TERKAIT rencana pemerintah untuk membagikan layar digital pintar atau smart digital screen untuk 330 ribu sekolah di seluruh Indonesia pada tahun ini, pengamat sosial dari Universitas Indonesia (UI), Rissalwan Habdy Lubis, mengatakan bahwa hal ini tidak dapat dipukul rata untuk semua sekolah.

“Dari sekian banyak sekolah di Indonesia ada memang sekolah yang memerlukan layar digital pintar. Tapi kalau memukul rata semua sekolah memerlukannya saya kira ini keliru,” ungkapnya kepada Media Indonesia, Minggu (14/9).

Lebih lanjut, menurut Rissalwan di beberapa sekolah yang berada di wilayah 3T, jangankan listrik, tempat duduk saja mereka tidak memilikinya.

“Karena coba bayangkan, saya tidak tahu apakah pemerintah pernah mendatangi 330 ribu sekolah itu semua atau hanya melihat angka di atas kertas saja, misalnya ada sekolah yang jangankan listrik, tempat duduk saja bahkan tidak ada. Beberapa sekolah di daerah terpencil di Papua, Sulawesi, dan bahkan Jawa saja masih ada sekolah yang seperti itu,” tegas Rissalwan.

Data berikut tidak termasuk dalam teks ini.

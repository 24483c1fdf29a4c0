use std::collections::BTreeMap;

use crate::ir::{PersonId, Sex};

/// Placement of one person. `x`/`y` is the centre of the symbol.
#[derive(Debug, Clone, PartialEq)]
pub struct LayoutNode {
    pub id: PersonId,
    pub sex: Sex,
    pub x: f32,
    pub y: f32,
    pub width: f32,
    pub height: f32,
    pub generation: usize,
    /// Left-to-right index within the generation.
    pub order: usize,
}

impl LayoutNode {
    pub fn left(&self) -> f32 {
        self.x - self.width / 2.0
    }

    pub fn right(&self) -> f32 {
        self.x + self.width / 2.0
    }

    pub fn top(&self) -> f32 {
        self.y - self.height / 2.0
    }

    pub fn bottom(&self) -> f32 {
        self.y + self.height / 2.0
    }
}

#[derive(Debug, Clone, Copy, PartialEq, Default)]
pub struct Bounds {
    pub min_x: f32,
    pub min_y: f32,
    pub max_x: f32,
    pub max_y: f32,
}

impl Bounds {
    pub fn of<'a>(nodes: impl IntoIterator<Item = &'a LayoutNode>) -> Option<Self> {
        let mut bounds: Option<Self> = None;
        for node in nodes {
            let b = bounds.get_or_insert(Self {
                min_x: f32::MAX,
                min_y: f32::MAX,
                max_x: f32::MIN,
                max_y: f32::MIN,
            });
            b.min_x = b.min_x.min(node.left());
            b.min_y = b.min_y.min(node.top());
            b.max_x = b.max_x.max(node.right());
            b.max_y = b.max_y.max(node.bottom());
        }
        bounds
    }

    pub fn width(&self) -> f32 {
        self.max_x - self.min_x
    }

    pub fn height(&self) -> f32 {
        self.max_y - self.min_y
    }

    pub fn center_x(&self) -> f32 {
        (self.min_x + self.max_x) / 2.0
    }
}

#[derive(Debug, Clone, Default, PartialEq)]
pub struct Layout {
    pub nodes: BTreeMap<PersonId, LayoutNode>,
    /// Person ids per generation, left to right.
    pub generations: Vec<Vec<PersonId>>,
    pub bounds: Bounds,
}

impl Layout {
    pub fn is_empty(&self) -> bool {
        self.nodes.is_empty()
    }

    pub fn node(&self, id: &str) -> Option<&LayoutNode> {
        self.nodes.get(id)
    }

    pub fn width(&self) -> f32 {
        self.bounds.width()
    }

    pub fn height(&self) -> f32 {
        self.bounds.height()
    }

    /// Manual drag: moves one node without re-running the engine. Returns
    /// false for unknown ids.
    pub fn relocate(&mut self, id: &str, x: f32, y: f32) -> bool {
        let Some(node) = self.nodes.get_mut(id) else {
            return false;
        };
        node.x = x;
        node.y = y;
        self.bounds = Bounds::of(self.nodes.values()).unwrap_or_default();
        true
    }
}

Menurutnya gagasan ini sebetulnya merupakan hal yang baik, hanya saja tidak memperhitungkan mengenai kondisi nyata di berbagai sekolah yang ada di Indonesia.

“Jadi bagaimana mungkin dia mau pakai layar digital pintar ini. Listriknya saja tidak ada. Jadi miris sekali ya. Gagasan ini sebetulnya bagus tapi seperti tidak memperhitungkan kondisi di lapangan,” jelasnya.

Alih-alih menjadi program yang bermanfaat di sekolah, Rissalwan juga melihat ada kecenderungan mengulangi penyimpangan yang ada saat pengadaan Chromebook di pemerintah sebelumnya.

“Pengadaan ini rentan sekali. Jadi lebih baik fokus pada pengadaan kebutuhan sekolah yang memang nyata. Sekolah memang jumlahnya ada ribuan, tapi kebutuhannya berbeda. Coba dibuat kategori, ada sekolah yang siap digitalisasi, tapi ada juga sekolah yang membutuhkan literasi dasar,” ujar Rissalwan.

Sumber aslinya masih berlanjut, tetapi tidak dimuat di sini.